── Dataset
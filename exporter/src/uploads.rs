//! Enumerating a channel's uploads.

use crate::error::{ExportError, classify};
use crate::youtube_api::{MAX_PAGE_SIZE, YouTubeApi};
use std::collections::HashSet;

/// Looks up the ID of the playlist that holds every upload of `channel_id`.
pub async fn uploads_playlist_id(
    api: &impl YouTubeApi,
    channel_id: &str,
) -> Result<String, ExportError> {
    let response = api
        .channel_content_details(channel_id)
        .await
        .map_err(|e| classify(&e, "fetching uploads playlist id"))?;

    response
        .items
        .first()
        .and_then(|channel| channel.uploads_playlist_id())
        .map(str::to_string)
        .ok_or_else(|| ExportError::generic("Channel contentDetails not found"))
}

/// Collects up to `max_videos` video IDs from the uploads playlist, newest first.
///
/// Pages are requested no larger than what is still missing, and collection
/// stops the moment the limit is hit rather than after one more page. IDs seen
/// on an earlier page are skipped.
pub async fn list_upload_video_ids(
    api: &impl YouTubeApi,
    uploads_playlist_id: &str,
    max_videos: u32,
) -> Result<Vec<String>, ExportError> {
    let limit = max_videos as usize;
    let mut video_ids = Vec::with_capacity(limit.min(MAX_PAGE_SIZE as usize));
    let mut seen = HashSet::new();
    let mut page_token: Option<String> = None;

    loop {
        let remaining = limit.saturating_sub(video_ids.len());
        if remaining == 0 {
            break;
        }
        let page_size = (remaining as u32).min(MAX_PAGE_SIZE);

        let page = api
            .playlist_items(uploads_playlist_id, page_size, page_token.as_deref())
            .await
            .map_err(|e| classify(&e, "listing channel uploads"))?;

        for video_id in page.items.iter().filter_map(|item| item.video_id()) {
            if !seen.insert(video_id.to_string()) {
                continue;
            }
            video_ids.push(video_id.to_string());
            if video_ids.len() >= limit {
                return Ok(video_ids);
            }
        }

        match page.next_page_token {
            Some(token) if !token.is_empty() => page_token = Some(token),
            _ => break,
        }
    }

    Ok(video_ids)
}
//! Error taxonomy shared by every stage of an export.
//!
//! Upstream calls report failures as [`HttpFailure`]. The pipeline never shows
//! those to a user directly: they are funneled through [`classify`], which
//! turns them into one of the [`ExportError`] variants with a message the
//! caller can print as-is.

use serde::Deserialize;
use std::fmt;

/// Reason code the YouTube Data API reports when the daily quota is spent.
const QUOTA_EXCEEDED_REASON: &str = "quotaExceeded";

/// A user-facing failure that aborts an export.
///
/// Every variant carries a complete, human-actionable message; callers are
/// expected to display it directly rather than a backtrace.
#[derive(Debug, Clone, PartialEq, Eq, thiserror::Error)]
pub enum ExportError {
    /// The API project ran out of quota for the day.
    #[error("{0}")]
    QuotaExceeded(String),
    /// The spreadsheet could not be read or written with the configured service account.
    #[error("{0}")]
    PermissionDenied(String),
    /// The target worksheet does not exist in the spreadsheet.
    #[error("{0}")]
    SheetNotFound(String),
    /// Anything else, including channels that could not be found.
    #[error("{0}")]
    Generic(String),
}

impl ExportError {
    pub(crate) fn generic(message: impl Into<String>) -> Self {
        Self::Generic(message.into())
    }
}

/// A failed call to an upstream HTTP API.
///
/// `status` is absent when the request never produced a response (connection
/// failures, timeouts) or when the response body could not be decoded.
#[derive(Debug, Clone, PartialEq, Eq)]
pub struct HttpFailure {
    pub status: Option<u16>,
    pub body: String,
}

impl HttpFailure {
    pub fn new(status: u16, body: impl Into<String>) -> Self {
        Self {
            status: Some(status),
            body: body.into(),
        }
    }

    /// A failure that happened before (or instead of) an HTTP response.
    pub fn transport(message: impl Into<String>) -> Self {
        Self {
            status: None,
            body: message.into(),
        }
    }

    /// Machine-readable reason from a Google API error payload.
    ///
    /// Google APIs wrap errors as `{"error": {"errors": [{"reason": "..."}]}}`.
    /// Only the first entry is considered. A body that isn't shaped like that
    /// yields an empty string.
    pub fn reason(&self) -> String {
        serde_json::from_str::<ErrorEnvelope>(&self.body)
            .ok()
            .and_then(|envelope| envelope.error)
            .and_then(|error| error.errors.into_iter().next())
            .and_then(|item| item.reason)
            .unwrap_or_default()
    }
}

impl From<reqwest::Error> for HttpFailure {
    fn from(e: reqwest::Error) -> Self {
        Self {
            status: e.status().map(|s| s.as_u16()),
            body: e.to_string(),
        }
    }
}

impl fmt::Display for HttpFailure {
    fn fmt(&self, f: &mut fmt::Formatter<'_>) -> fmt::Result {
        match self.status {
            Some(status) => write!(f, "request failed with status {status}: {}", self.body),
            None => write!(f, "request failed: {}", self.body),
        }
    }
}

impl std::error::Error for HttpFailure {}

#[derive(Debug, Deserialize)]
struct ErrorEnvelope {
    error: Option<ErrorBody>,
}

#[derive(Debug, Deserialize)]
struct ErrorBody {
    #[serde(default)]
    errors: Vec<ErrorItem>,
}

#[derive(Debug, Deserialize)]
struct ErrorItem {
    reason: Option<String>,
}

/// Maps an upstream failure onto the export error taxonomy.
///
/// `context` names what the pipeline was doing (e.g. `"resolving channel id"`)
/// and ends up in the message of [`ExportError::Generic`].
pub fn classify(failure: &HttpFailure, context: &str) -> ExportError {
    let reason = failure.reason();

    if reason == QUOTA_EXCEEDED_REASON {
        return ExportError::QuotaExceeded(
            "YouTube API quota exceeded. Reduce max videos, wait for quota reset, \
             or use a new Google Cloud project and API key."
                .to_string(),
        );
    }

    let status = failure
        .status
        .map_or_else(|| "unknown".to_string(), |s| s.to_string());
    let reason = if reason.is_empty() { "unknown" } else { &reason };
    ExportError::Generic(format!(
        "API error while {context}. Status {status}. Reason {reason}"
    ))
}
────
• **Task to complete**:
Give back exactly the lines above, from the line containing "let mut seen = HashSet::new();" through the line containing "for video_id in", with both end lines and nothing more.

• **Response for this exercise**:
    let mut seen = HashSet::new();
    let mut page_token: Option<String> = None;

    loop {
        let remaining = limit.saturating_sub(video_ids.len());
        if remaining == 0 {
            break;
        }
        let page_size = (remaining as u32).min(MAX_PAGE_SIZE);

        let page = api
            .playlist_items(uploads_playlist_id, page_size, page_token.as_deref())
            .await
            .map_err(|e| classify(&e, "listing channel uploads"))?;

        for video_id in page.items.iter().filter_map(|item| item.video_id()) {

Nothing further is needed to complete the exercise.